===== Given entries

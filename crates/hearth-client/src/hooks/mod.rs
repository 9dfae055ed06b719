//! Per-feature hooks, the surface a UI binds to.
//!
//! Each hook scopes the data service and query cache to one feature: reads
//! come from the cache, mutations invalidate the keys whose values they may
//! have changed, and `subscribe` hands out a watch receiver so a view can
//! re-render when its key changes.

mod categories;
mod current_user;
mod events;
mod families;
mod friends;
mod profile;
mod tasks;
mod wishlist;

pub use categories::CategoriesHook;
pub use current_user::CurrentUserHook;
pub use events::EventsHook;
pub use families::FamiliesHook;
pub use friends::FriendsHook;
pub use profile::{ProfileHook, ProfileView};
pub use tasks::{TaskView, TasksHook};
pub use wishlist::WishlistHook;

==========

All the entries above need to be reproduced exactly.

*Task result:*
filename crates/hearth-client/src/hooks/mod.rs
repository 9dfae055ed06b719
//! Per-feature hooks, the surface a UI binds to.
//!
//! Each hook scopes the data service and query cache to one feature: reads
//! come from the cache, mutations invalidate the keys whose values they may
//! have changed, and `subscribe` hands out a watch receiver so a view can
//! re-render when its key changes.

mod categories;
mod current_user;
mod events;
mod families;
mod friends;
mod profile;
mod tasks;
mod wishlist;

pub use categories::CategoriesHook;
pub use current_user::CurrentUserHook;
pub use events::EventsHook;
pub use families::FamiliesHook;
pub use friends::FriendsHook;
pub use profile::{ProfileHook, ProfileView};
pub use tasks::{TaskView, TasksHook};
pub use wishlist::WishlistHook;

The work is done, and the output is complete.